┏━━
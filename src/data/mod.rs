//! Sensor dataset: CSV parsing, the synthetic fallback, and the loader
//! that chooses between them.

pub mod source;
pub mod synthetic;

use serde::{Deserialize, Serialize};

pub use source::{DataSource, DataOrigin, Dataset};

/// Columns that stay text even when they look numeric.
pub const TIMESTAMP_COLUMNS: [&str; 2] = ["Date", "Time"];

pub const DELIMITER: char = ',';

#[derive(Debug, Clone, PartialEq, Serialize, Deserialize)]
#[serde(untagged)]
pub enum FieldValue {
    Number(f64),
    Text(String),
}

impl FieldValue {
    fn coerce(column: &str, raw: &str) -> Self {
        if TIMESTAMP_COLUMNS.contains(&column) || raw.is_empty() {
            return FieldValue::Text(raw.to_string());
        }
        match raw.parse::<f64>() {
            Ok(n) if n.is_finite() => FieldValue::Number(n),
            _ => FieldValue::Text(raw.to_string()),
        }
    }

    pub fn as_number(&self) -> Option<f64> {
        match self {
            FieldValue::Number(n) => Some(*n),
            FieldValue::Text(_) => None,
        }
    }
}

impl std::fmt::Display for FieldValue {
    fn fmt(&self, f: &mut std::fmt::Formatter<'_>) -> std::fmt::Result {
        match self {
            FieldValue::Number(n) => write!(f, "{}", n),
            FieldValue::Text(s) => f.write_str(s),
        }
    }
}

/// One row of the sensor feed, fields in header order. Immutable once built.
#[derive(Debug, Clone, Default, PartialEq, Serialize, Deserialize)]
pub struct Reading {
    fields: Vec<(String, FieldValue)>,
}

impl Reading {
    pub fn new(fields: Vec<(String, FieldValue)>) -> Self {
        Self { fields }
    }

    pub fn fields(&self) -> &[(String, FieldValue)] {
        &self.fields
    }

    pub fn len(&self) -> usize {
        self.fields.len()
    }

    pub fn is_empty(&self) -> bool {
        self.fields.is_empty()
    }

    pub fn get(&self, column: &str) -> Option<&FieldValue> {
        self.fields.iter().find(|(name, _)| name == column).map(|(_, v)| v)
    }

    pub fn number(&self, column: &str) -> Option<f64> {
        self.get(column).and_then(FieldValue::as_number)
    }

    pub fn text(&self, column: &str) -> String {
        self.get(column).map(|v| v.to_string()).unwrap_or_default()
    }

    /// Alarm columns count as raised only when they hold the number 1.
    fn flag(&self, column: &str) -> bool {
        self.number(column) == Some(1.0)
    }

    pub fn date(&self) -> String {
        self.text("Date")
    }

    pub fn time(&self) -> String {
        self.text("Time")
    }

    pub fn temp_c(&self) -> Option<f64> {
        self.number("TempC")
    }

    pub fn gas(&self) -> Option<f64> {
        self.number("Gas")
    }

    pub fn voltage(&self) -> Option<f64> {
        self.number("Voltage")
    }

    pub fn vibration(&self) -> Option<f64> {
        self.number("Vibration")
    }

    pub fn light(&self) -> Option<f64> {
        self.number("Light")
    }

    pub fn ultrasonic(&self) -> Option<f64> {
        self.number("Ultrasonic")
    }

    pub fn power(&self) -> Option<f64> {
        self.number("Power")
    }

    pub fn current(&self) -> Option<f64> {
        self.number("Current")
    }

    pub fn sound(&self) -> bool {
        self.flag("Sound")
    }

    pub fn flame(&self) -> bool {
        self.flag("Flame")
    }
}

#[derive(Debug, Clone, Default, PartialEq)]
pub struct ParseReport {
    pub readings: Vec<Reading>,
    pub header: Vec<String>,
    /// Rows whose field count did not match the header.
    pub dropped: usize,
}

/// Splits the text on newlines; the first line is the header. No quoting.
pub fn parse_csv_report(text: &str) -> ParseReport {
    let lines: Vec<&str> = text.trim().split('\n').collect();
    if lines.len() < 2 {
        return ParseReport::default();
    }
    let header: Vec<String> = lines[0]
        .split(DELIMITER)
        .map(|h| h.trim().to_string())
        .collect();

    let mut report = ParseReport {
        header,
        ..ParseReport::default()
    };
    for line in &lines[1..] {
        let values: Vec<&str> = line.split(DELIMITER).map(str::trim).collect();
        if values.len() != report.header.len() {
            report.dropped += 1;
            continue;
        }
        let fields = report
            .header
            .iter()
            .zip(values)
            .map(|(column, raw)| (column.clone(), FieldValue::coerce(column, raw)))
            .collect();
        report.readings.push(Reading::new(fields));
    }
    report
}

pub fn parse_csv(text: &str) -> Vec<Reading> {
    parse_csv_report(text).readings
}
┗━━
What you should do. Lines holding the word "that" in the entries above are the ones to pull out. Copy them all.

Output for this task.
//! that chooses between them.
/// Columns that stay text even when they look numeric.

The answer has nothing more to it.